**Task**
The entries should be restated word for word.

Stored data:
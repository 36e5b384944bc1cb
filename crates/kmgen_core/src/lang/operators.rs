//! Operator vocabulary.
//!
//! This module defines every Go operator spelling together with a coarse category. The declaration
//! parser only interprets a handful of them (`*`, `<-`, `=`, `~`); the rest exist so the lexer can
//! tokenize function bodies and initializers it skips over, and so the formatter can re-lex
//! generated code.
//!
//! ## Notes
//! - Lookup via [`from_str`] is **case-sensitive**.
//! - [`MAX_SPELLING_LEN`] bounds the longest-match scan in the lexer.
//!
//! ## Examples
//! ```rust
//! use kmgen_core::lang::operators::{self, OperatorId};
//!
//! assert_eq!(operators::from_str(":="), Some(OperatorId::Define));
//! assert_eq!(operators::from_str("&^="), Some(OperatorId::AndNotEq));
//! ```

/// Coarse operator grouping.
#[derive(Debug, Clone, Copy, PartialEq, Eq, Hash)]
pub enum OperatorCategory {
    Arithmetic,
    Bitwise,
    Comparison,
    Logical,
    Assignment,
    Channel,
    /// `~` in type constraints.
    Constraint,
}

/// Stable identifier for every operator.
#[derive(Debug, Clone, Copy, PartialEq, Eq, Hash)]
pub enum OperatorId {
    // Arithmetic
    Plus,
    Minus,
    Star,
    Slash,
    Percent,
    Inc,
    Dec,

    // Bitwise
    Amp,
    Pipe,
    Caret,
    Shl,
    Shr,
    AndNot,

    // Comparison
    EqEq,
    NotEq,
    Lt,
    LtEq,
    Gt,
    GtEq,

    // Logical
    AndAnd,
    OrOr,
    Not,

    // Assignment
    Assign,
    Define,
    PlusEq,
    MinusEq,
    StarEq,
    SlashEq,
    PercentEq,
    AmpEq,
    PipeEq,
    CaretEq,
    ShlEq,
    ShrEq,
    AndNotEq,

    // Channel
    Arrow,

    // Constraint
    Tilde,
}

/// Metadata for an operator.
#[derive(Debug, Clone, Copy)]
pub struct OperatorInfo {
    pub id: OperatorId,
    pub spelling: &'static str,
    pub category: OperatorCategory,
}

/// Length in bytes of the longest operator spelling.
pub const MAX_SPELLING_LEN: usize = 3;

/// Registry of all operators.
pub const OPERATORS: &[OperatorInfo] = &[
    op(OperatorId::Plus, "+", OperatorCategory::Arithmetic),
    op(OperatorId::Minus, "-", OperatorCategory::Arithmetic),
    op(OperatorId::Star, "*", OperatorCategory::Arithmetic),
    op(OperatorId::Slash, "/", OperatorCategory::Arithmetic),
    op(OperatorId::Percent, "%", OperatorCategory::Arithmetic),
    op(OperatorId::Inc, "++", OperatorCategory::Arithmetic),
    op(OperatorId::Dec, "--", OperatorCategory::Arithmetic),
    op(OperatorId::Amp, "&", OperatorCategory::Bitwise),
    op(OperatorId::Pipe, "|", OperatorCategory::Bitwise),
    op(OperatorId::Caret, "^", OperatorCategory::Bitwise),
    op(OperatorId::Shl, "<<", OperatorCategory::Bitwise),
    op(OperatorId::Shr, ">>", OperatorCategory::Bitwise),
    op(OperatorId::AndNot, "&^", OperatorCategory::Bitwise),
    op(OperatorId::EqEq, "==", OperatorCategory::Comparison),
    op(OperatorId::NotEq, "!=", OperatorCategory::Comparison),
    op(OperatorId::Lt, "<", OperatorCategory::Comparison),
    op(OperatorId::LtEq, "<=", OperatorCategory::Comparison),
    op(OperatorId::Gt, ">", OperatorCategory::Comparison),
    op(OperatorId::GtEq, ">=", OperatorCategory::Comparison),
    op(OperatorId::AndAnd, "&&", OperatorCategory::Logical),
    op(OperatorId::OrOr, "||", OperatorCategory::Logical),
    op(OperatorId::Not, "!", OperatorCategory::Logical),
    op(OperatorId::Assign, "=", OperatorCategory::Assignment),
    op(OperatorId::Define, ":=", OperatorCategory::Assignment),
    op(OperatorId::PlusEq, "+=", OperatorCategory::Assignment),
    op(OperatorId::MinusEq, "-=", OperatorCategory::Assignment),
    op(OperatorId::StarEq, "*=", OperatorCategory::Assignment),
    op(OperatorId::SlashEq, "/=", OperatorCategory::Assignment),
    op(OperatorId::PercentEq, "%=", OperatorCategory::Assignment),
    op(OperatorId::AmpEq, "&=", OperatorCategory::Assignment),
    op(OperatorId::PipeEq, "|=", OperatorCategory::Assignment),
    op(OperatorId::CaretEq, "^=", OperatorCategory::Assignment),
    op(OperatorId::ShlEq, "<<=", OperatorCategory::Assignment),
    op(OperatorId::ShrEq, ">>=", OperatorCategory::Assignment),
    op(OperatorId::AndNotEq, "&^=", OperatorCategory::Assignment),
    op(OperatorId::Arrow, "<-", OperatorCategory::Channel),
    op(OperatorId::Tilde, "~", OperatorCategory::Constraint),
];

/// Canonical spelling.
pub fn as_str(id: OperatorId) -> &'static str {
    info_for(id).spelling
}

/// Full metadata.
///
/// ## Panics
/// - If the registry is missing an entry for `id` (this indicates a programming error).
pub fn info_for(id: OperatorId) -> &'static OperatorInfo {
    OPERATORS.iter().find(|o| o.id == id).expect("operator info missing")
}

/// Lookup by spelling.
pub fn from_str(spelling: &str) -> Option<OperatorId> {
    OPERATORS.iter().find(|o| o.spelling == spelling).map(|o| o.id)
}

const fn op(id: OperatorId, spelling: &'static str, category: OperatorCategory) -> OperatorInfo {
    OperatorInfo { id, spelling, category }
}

**Solution**
repository 36e5b384944bc1cb
filename crates/kmgen_core/src/lang/operators.rs
//! Operator vocabulary.
//!
//! This module defines every Go operator spelling together with a coarse category. The declaration
//! parser only interprets a handful of them (`*`, `<-`, `=`, `~`); the rest exist so the lexer can
//! tokenize function bodies and initializers it skips over, and so the formatter can re-lex
//! generated code.
//!
//! ## Notes
//! - Lookup via [`from_str`] is **case-sensitive**.
//! - [`MAX_SPELLING_LEN`] bounds the longest-match scan in the lexer.
//!
//! ## Examples
//! ```rust
//! use kmgen_core::lang::operators::{self, OperatorId};
//!
//! assert_eq!(operators::from_str(":="), Some(OperatorId::Define));
//! assert_eq!(operators::from_str("&^="), Some(OperatorId::AndNotEq));
//! ```

/// Coarse operator grouping.
#[derive(Debug, Clone, Copy, PartialEq, Eq, Hash)]
pub enum OperatorCategory {
    Arithmetic,
    Bitwise,
    Comparison,
    Logical,
    Assignment,
    Channel,
    /// `~` in type constraints.
    Constraint,
}

/// Stable identifier for every operator.
#[derive(Debug, Clone, Copy, PartialEq, Eq, Hash)]
pub enum OperatorId {
    // Arithmetic
    Plus,
    Minus,
    Star,
    Slash,
    Percent,
    Inc,
    Dec,

    // Bitwise
    Amp,
    Pipe,
    Caret,
    Shl,
    Shr,
    AndNot,

    // Comparison
    EqEq,
    NotEq,
    Lt,
    LtEq,
    Gt,
    GtEq,

    // Logical
    AndAnd,
    OrOr,
    Not,

    // Assignment
    Assign,
    Define,
    PlusEq,
    MinusEq,
    StarEq,
    SlashEq,
    PercentEq,
    AmpEq,
    PipeEq,
    CaretEq,
    ShlEq,
    ShrEq,
    AndNotEq,

    // Channel
    Arrow,

    // Constraint
    Tilde,
}

/// Metadata for an operator.
#[derive(Debug, Clone, Copy)]
pub struct OperatorInfo {
    pub id: OperatorId,
    pub spelling: &'static str,
    pub category: OperatorCategory,
}

/// Length in bytes of the longest operator spelling.
pub const MAX_SPELLING_LEN: usize = 3;

/// Registry of all operators.
pub const OPERATORS: &[OperatorInfo] = &[
    op(OperatorId::Plus, "+", OperatorCategory::Arithmetic),
    op(OperatorId::Minus, "-", OperatorCategory::Arithmetic),
    op(OperatorId::Star, "*", OperatorCategory::Arithmetic),
    op(OperatorId::Slash, "/", OperatorCategory::Arithmetic),
    op(OperatorId::Percent, "%", OperatorCategory::Arithmetic),
    op(OperatorId::Inc, "++", OperatorCategory::Arithmetic),
    op(OperatorId::Dec, "--", OperatorCategory::Arithmetic),
    op(OperatorId::Amp, "&", OperatorCategory::Bitwise),
    op(OperatorId::Pipe, "|", OperatorCategory::Bitwise),
    op(OperatorId::Caret, "^", OperatorCategory::Bitwise),
    op(OperatorId::Shl, "<<", OperatorCategory::Bitwise),
    op(OperatorId::Shr, ">>", OperatorCategory::Bitwise),
    op(OperatorId::AndNot, "&^", OperatorCategory::Bitwise),
    op(OperatorId::EqEq, "==", OperatorCategory::Comparison),
    op(OperatorId::NotEq, "!=", OperatorCategory::Comparison),
    op(OperatorId::Lt, "<", OperatorCategory::Comparison),
    op(OperatorId::LtEq, "<=", OperatorCategory::Comparison),
    op(OperatorId::Gt, ">", OperatorCategory::Comparison),
    op(OperatorId::GtEq, ">=", OperatorCategory::Comparison),
    op(OperatorId::AndAnd, "&&", OperatorCategory::Logical),
    op(OperatorId::OrOr, "||", OperatorCategory::Logical),
    op(OperatorId::Not, "!", OperatorCategory::Logical),
    op(OperatorId::Assign, "=", OperatorCategory::Assignment),
    op(OperatorId::Define, ":=", OperatorCategory::Assignment),
    op(OperatorId::PlusEq, "+=", OperatorCategory::Assignment),
    op(OperatorId::MinusEq, "-=", OperatorCategory::Assignment),
    op(OperatorId::StarEq, "*=", OperatorCategory::Assignment),
    op(OperatorId::SlashEq, "/=", OperatorCategory::Assignment),
    op(OperatorId::PercentEq, "%=", OperatorCategory::Assignment),
    op(OperatorId::AmpEq, "&=", OperatorCategory::Assignment),
    op(OperatorId::PipeEq, "|=", OperatorCategory::Assignment),
    op(OperatorId::CaretEq, "^=", OperatorCategory::Assignment),
    op(OperatorId::ShlEq, "<<=", OperatorCategory::Assignment),
    op(OperatorId::ShrEq, ">>=", OperatorCategory::Assignment),
    op(OperatorId::AndNotEq, "&^=", OperatorCategory::Assignment),
    op(OperatorId::Arrow, "<-", OperatorCategory::Channel),
    op(OperatorId::Tilde, "~", OperatorCategory::Constraint),
];

/// Canonical spelling.
pub fn as_str(id: OperatorId) -> &'static str {
    info_for(id).spelling
}

/// Full metadata.
///
/// ## Panics
/// - If the registry is missing an entry for `id` (this indicates a programming error).
pub fn info_for(id: OperatorId) -> &'static OperatorInfo {
    OPERATORS.iter().find(|o| o.id == id).expect("operator info missing")
}

/// Lookup by spelling.
pub fn from_str(spelling: &str) -> Option<OperatorId> {
    OPERATORS.iter().find(|o| o.spelling == spelling).map(|o| o.id)
}

const fn op(id: OperatorId, spelling: &'static str, category: OperatorCategory) -> OperatorInfo {
    OperatorInfo { id, spelling, category }
}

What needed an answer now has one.